Eligibility Criteria
Ages Eligible for Study
18 years to 65 years (Adult, Older Adult)
Accepts Healthy Volunteers
No
Genders Eligible for Study
All
Description
Inclusion Criteria:
Patients with an established diagnosis of T2DM per ADA 2014 criteria who also fulfill the following:
- Diagnosis established 1 year prior to screening
- Insulin-naïve OR
- On Lantus® once daily at stable dose (±15% variation in dose) for at least 3 months prior to screening
- Body mass index (BMI) of 18.50 to 40.00 kg/m2 at screening (both values inclusive).
- Stable weight, with no more than 5 kg gain or loss, in the 3 months prior to screening; this information will be collected by patient interview during medical history.
- Hemoglobin ≥9.0 g/dL at screening
- Glycosylated hemoglobin (HbA1c) of <10.5% or between 7.5 to 10.5% for insulin naïve patients at screening.
Exclusion Criteria:
- History of hypersensitivity to any of the active or inactive ingredients of the insulin/insulin analog preparations used in the trial, OR history of significant allergic drug reactions.
- History of use of animal insulin within the last 3 years, any insulin other than Lantus® within the last 3 months prior to screening, or use of biosimilar insulin glargine at any time prior to screening.
- Patients requiring basal-bolus insulin therapy or who in the opinion of the investigator require mealtime insulin in order to achieve glycemic control.
- Regular use of immune-modulator therapy in the 1 year prior to screening.
- History of ≥2 episodes of severe hypoglycemia within the 6 months before screening or history of hypoglycemia unawareness (a sample questionnaire is provided in Appendix I) as judged by the investigator.

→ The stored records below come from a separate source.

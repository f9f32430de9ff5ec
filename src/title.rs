//! Chapter-title derivation and the noise rules applied to printed-TOC lines.

use std::path::Path;
use std::sync::LazyLock;

use regex::Regex;

use crate::text::{collapse_whitespace, normalize_key, uppercase_ratio};

/// Keys that mark a file (or title) as the printed table of contents itself.
const TOC_LABELS: [&str; 3] = ["tableofcontents", "contents", "toc"];

/// A TOC line containing any of these is a running header, watermark, or
/// boilerplate, never a subsection title.
const BANNED_KEYWORDS: [&str; 4] = ["download", "wowebook", "copyright", "page"];

/// Derives the canonical chapter title from a filename or path.
///
/// Takes the filename stem, strips a leading `<digits>_` ordinal prefix,
/// turns underscores into spaces, lowercases, then strips a leading
/// `chapter`/`ch` tag with its number and optional separator, and finally a
/// leading article. `03_The_Great_Escape.txt` becomes `great escape`.
pub fn extract_chapter_title(path_or_name: &str) -> String {
    let stem = Path::new(path_or_name)
        .file_stem()
        .and_then(|value| value.to_str())
        .unwrap_or(path_or_name);

    let mut rest = stem;
    if let Some(position) = rest.find('_') {
        if position > 0 && rest[..position].chars().all(|character| character.is_ascii_digit()) {
            rest = &rest[position + 1..];
        }
    }

    let spaced = rest.replace('_', " ");
    let lowered = collapse_whitespace(&spaced).to_lowercase();
    let untagged = strip_chapter_tag(&lowered);
    strip_leading_article(&untagged).to_string()
}

static CHAPTER_TAG: LazyLock<Regex> = LazyLock::new(|| {
    Regex::new(r"^(?:chapter|ch)\s*(?:[0-9]+|[ivxlcdm]+)\b\s*[:.\-]?\s*")
        .expect("chapter tag pattern is valid")
});

fn strip_chapter_tag(title: &str) -> String {
    CHAPTER_TAG.replace(title, "").trim().to_string()
}

/// True when the normalized text contains a table-of-contents label.
pub fn is_toc_label(text: &str) -> bool {
    let key = normalize_key(text);
    TOC_LABELS.iter().any(|label| key.contains(label))
}

/// Removes a leading "the " case-insensitively, also trimming leading
/// whitespace. Applied uniformly wherever titles are compared.
pub fn strip_leading_article(input: &str) -> &str {
    let trimmed = input.trim_start();
    if trimmed.len() >= 4 && trimmed[..4].eq_ignore_ascii_case("the ") {
        &trimmed[4..]
    } else {
        trimmed
    }
}

/// Noise rules for printed-TOC lines inside one chapter's slice.
///
/// A line is dropped when it echoes the chapter's own title, carries a banned
/// keyword, contains `()` or `//`, has no letters at all, or is mostly
/// uppercase (running headers). `uppercase_threshold` defaults to 0.6 at the
/// CLI.
pub fn is_noise_line(line: &str, chapter_title: &str, uppercase_threshold: f64) -> bool {
    let collapsed = collapse_whitespace(line);
    if collapsed.is_empty() {
        return true;
    }

    let lowered = collapsed.to_lowercase();
    let title = collapse_whitespace(chapter_title).to_lowercase();
    if !title.is_empty() && lowered.contains(&title) {
        return true;
    }

    if BANNED_KEYWORDS.iter().any(|keyword| lowered.contains(keyword)) {
        return true;
    }

    if collapsed.contains("()") || collapsed.contains("//") {
        return true;
    }

    if !collapsed.chars().any(|character| character.is_alphabetic()) {
        return true;
    }

    uppercase_ratio(&collapsed) >= uppercase_threshold
}

/// Whitespace-collapsed, case-insensitive containment of the
/// article-stripped TOC line in the body line.
pub fn is_subtitle_match(toc_line: &str, body_line: &str) -> bool {
    let collapsed = collapse_whitespace(toc_line);
    let needle = strip_leading_article(&collapsed).to_lowercase();
    if needle.is_empty() {
        return false;
    }
    collapse_whitespace(body_line).to_lowercase().contains(&needle)
}

#[cfg(test)]
mod tests {
    use super::*;

    #[test]
    fn chapter_title_round_trip() {
        assert_eq!(extract_chapter_title("03_The_Great_Escape.txt"), "great escape");
    }

    #[test]
    fn chapter_title_strips_chapter_tags() {
        assert_eq!(
            extract_chapter_title("01_Chapter_1_Intro_to_Design_Patterns.txt"),
            "intro to design patterns"
        );
        assert_eq!(extract_chapter_title("ch_IV_strategy.txt"), "strategy");
        assert_eq!(extract_chapter_title("observer_pattern.txt"), "observer pattern");
    }

    #[test]
    fn chapter_title_accepts_bare_fragments() {
        assert_eq!(extract_chapter_title("The  Factory   Method"), "factory method");
    }

    #[test]
    fn toc_labels_are_detected_after_normalization() {
        assert!(is_toc_label("00_Table_of_Contents.txt"));
        assert!(is_toc_label("Contents"));
        assert!(is_toc_label("toc.txt"));
        assert!(!is_toc_label("05_Decorator.txt"));
    }

    #[test]
    fn leading_article_is_stripped_case_insensitively() {
        assert_eq!(strip_leading_article("The Observer"), "Observer");
        assert_eq!(strip_leading_article("the observer"), "observer");
        assert_eq!(strip_leading_article("  THE observer"), "observer");
        assert_eq!(strip_leading_article("Theater"), "Theater");
    }

    #[test]
    fn noise_rules_drop_title_echo_and_banned_keywords() {
        assert!(is_noise_line("The   Strategy  Pattern", "strategy pattern", 0.6));
        assert!(is_noise_line("Copyright 2004 O'Reilly", "strategy", 0.6));
        assert!(is_noise_line("Download at WoweBook.com", "strategy", 0.6));
        assert!(is_noise_line("see page 12", "strategy", 0.6));
        assert!(!is_noise_line("Designing the menus", "strategy", 0.6));
    }

    #[test]
    fn noise_rules_drop_suspicious_and_letterless_lines() {
        assert!(is_noise_line("doSomething()", "strategy", 0.6));
        assert!(is_noise_line("http://example.com", "strategy", 0.6));
        assert!(is_noise_line("12 - 14", "strategy", 0.6));
        assert!(is_noise_line("   ", "strategy", 0.6));
    }

    #[test]
    fn noise_rules_drop_mostly_uppercase_lines() {
        assert!(is_noise_line("RUNNING HEADER TEXT", "strategy", 0.6));
        assert!(is_noise_line("MOSTLY CAPS here", "strategy", 0.6));
        assert!(!is_noise_line("Mixed Case Heading", "strategy", 0.6));
    }

    #[test]
    fn subtitle_match_collapses_whitespace_and_articles() {
        assert!(is_subtitle_match("The  Observer  Pattern", "4.2 observer pattern in depth"));
        assert!(is_subtitle_match("Decorator", "The Decorator pattern"));
        assert!(!is_subtitle_match("Decorator", "The Factory pattern"));
        assert!(!is_subtitle_match("   ", "anything"));
    }
}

- History of ≥1 episode of hyperglycemic hyperosmolar coma or emergency room visits for uncontrolled diabetes leading to hospitalization within the 6 months prior to screening.
- Serological evidence of human immunodeficiency virus (HIV), hepatitis B (HbSAg) or hepatitis C (HCVAb) antibodies at screening.
- History of drug or alcohol dependence or abuse during the 1 year prior to screening.
- Receipt of another investigational drug in the 3 months prior to screening (or as per local regulations), or if the screening visit is within 5 half-lives of another investigational drug (whichever is longer), or scheduled to receive another investigational drug during the current trial period.
Study Plan
This section provides details of the study plan, including how the study is designed and what the study is measuring.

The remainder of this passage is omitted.